In the midst of a novel, I stopped dead in my mental tracks when I read, “She had never given in to her disability.” “Given in”? As though disability were a foe or unstoppable force.

To declare that statement foreign to how I relate to my disabilities is a drastic understatement akin to declaring a drop of water the equivalent of the Pacific ocean. (How’s that for dramatic hyperbole? Hold on to your socks because there’s more.)

If the common understanding of disability is a “force” in “opposition” to me, then it makes complete sense that people think I’m amazing for walking out my front door. After all, I have made the Herculean effort to fight against something keeping me in place. No, actually, trying to push me in a different direction.

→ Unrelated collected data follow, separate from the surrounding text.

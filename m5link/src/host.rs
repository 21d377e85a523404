//! Serial port discovery and classification.
//!
//! M5Stack and other ESP32 boards show up either behind a USB-UART bridge
//! (CH9102, CP2104, FTDI) or as the chip's own USB Serial/JTAG interface.

use crate::error::{Error, Result};

#[cfg(feature = "native")]
use log::{debug, info, trace};

/// Known USB bridge/device kinds found on MicroPython boards.
#[derive(Debug, Clone, Copy, PartialEq, Eq)]
#[cfg_attr(feature = "serde", derive(serde::Serialize))]
pub enum DeviceKind {
    /// WCH CH340/CH341/CH9102 USB-to-Serial converter.
    Ch340,
    /// Silicon Labs CP210x USB-to-Serial converter.
    Cp210x,
    /// FTDI FT232/FT2232 USB-to-Serial converter.
    Ftdi,
    /// Espressif built-in USB Serial/JTAG (ESP32-S3, ESP32-C3).
    Espressif,
    /// Unknown device.
    Unknown,
}

/// Known USB VID/PID pairs. An empty PID list matches any product.
const KNOWN_USB_DEVICES: &[(u16, &[u16], DeviceKind)] = &[
    (
        0x1A86,
        &[0x7523, 0x7522, 0x5523, 0x55D4, 0x55D3],
        DeviceKind::Ch340,
    ),
    (0x10C4, &[0xEA60, 0xEA70, 0xEA71], DeviceKind::Cp210x),
    (0x0403, &[0x6001, 0x6010, 0x6014, 0x6015], DeviceKind::Ftdi),
    (0x303A, &[], DeviceKind::Espressif),
];

impl DeviceKind {
    /// Classify a USB VID/PID pair.
    #[must_use]
    pub fn from_vid_pid(vid: u16, pid: u16) -> Self {
        KNOWN_USB_DEVICES
            .iter()
            .find(|(known_vid, pids, _)| {
                vid == *known_vid && (pids.is_empty() || pids.contains(&pid))
            })
            .map_or(Self::Unknown, |(_, _, kind)| *kind)
    }

    /// Human-readable name.
    pub fn name(&self) -> &'static str {
        match self {
            Self::Ch340 => "CH340/CH9102",
            Self::Cp210x => "CP210x",
            Self::Ftdi => "FTDI",
            Self::Espressif => "ESP32 USB Serial/JTAG",
            Self::Unknown => "Unknown",
        }
    }

    /// Whether the kind is one of the known bridges.
    pub fn is_known(&self) -> bool {
        !matches!(self, Self::Unknown)
    }

    /// Bridges M5Stack boards ship with; preferred during auto-selection.
    pub fn is_high_priority(&self) -> bool {
        matches!(self, Self::Espressif | Self::Ch340 | Self::Cp210x)
    }
}

/// A serial port found on the host.
#[derive(Debug, Clone)]
#[cfg_attr(feature = "serde", derive(serde::Serialize))]
pub struct DetectedPort {
    /// Port name/path (e.g., "/dev/ttyUSB0" or "COM3").
    pub name: String,
    /// Classified device kind.
    pub device: DeviceKind,
    /// USB Vendor ID (if available).
    pub vid: Option<u16>,
    /// USB Product ID (if available).
    pub pid: Option<u16>,
    /// Device manufacturer string (if available).
    pub manufacturer: Option<String>,
    /// Device product string (if available).
    pub product: Option<String>,
    /// Serial number (if available).
    pub serial: Option<String>,
}

impl DetectedPort {
    /// A port with no USB metadata.
    pub fn plain(name: impl Into<String>) -> Self {
        Self {
            name: name.into(),
            device: DeviceKind::Unknown,
            vid: None,
            pid: None,
            manufacturer: None,
            product: None,
            serial: None,
        }
    }

    /// Whether the port is likely a MicroPython board.
    pub fn is_likely_board(&self) -> bool {
        self.device.is_known()
    }
}

/// Enumerate all serial ports with USB metadata.
#[cfg(feature = "native")]
#[must_use]
pub fn discover_ports() -> Vec<DetectedPort> {
    let ports = match serialport::available_ports() {
        Ok(ports) => ports,
        Err(e) => {
            debug!("Failed to enumerate serial ports: {e}");
            return Vec::new();
        },
    };

    ports
        .into_iter()
        .map(|port_info| {
            let mut detected = DetectedPort::plain(port_info.port_name.clone());
            if let serialport::SerialPortType::UsbPort(usb) = port_info.port_type {
                detected.device = DeviceKind::from_vid_pid(usb.vid, usb.pid);
                trace!(
                    "Found USB port: {} (VID: {:04X}, PID: {:04X}, Device: {:?})",
                    port_info.port_name, usb.vid, usb.pid, detected.device
                );
                detected.vid = Some(usb.vid);
                detected.pid = Some(usb.pid);
                detected.manufacturer = usb.manufacturer;
                detected.product = usb.product;
                detected.serial = usb.serial_number;
            }
            detected
        })
        .collect()
}

/// Enumerate serial ports (no native support compiled in).
#[cfg(not(feature = "native"))]
#[must_use]
pub fn discover_ports() -> Vec<DetectedPort> {
    Vec::new()
}

/// Ports that look like MicroPython boards.
#[must_use]
pub fn discover_board_ports() -> Vec<DetectedPort> {
    discover_ports()
        .into_iter()
        .filter(DetectedPort::is_likely_board)
        .collect()
}

/// Pick the best candidate from `ports`.
pub fn select_port(mut ports: Vec<DetectedPort>) -> Result<DetectedPort> {
    let index = ports
        .iter()
        .position(|p| p.device.is_high_priority())
        .or_else(|| ports.iter().position(|p| p.device.is_known()))
        .or_else(|| (!ports.is_empty()).then_some(0))
        .ok_or(Error::NoPortFound)?;
    Ok(ports.swap_remove(index))
}

/// Auto-detect a single serial port.
#[cfg(feature = "native")]
pub fn auto_detect_port() -> Result<DetectedPort> {
    let port = select_port(discover_ports())?;
    info!("Auto-detected {} port: {}", port.device.name(), port.name);
    Ok(port)
}

/// Auto-detect a single serial port (no native support compiled in).
#[cfg(not(feature = "native"))]
pub fn auto_detect_port() -> Result<DetectedPort> {
    Err(Error::NoPortFound)
}

/// Format detected ports for display, one line each.
pub fn format_port_list(ports: &[DetectedPort]) -> Vec<String> {
    ports
        .iter()
        .map(|port| {
            let device_info = if port.device.is_known() {
                format!(" [{}]", port.device.name())
            } else if let (Some(vid), Some(pid)) = (port.vid, port.pid) {
                format!(" [VID:{vid:04X} PID:{pid:04X}]")
            } else {
                String::new()
            };

            let product_info = port
                .product
                .as_ref()
                .map(|p| format!(" - {p}"))
                .unwrap_or_default();

            format!("{}{}{}", port.name, device_info, product_info)
        })
        .collect()
}

#[cfg(test)]
mod tests {
    use super::*;

    fn usb(name: &str, vid: u16, pid: u16) -> DetectedPort {
        DetectedPort {
            device: DeviceKind::from_vid_pid(vid, pid),
            vid: Some(vid),
            pid: Some(pid),
            ..DetectedPort::plain(name)
        }
    }

    #[test]
    fn test_device_kind_from_vid_pid() {
        assert_eq!(DeviceKind::from_vid_pid(0x1A86, 0x55D4), DeviceKind::Ch340);
        assert_eq!(DeviceKind::from_vid_pid(0x10C4, 0xEA60), DeviceKind::Cp210x);
        assert_eq!(DeviceKind::from_vid_pid(0x0403, 0x6001), DeviceKind::Ftdi);
        assert_eq!(DeviceKind::from_vid_pid(0x303A, 0x1001), DeviceKind::Espressif);
        assert_eq!(DeviceKind::from_vid_pid(0x1A86, 0x0001), DeviceKind::Unknown);
        assert_eq!(DeviceKind::from_vid_pid(0x1234, 0x5678), DeviceKind::Unknown);
    }

    #[test]
    fn test_select_prefers_board_bridges() {
        let ports = vec![
            DetectedPort::plain("/dev/ttyS0"),
            usb("/dev/ttyUSB0", 0x0403, 0x6001),
            usb("/dev/ttyACM0", 0x303A, 0x1001),
        ];
        assert_eq!(select_port(ports).unwrap().name, "/dev/ttyACM0");
    }

    #[test]
    fn test_select_falls_back_to_known_then_first() {
        let ports = vec![
            DetectedPort::plain("/dev/ttyS0"),
            usb("/dev/ttyUSB0", 0x0403, 0x6001),
        ];
        assert_eq!(select_port(ports).unwrap().name, "/dev/ttyUSB0");

        let ports = vec![DetectedPort::plain("/dev/ttyS0")];
        assert_eq!(select_port(ports).unwrap().name, "/dev/ttyS0");
    }

    #[test]
    fn test_select_empty_fails() {
        assert!(matches!(select_port(Vec::new()), Err(Error::NoPortFound)));
    }

    #[test]
    fn test_format_port_list() {
        let mut bridge = usb("/dev/ttyUSB0", 0x1A86, 0x55D4);
        bridge.product = Some("USB Single Serial".to_string());
        let ports = vec![
            bridge,
            usb("/dev/ttyUSB1", 0x1234, 0x5678),
            DetectedPort::plain("/dev/ttyS0"),
        ];

        let formatted = format_port_list(&ports);
        assert_eq!(
            formatted,
            vec![
                "/dev/ttyUSB0 [CH340/CH9102] - USB Single Serial".to_string(),
                "/dev/ttyUSB1 [VID:1234 PID:5678]".to_string(),
                "/dev/ttyS0".to_string(),
            ]
        );
    }
}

Our collective consciousness is full of entities in opposition — good versus evil, freedom versus dictatorial constraint, healthy versus infirm and even smile versus frown. No wonder we cannot escape Hollywood’s determination to continue to use disability as a metaphor for evil, a social understanding of disability as life-constraining, the notion that a physical condition is contagious and even that having a disability automatically categorizes you as unhappy. We are in opposition to our condition as good fights back evil, freedom overcomes totalitarian regimes, health is a goal we “achieve” and happy shines forth from sorrow.

What a load of manure. I’m no more fighting against my disabilities than you are struggling to keep your cells all together in the form of your body. You just are and disability just is. Fact, people. Fact.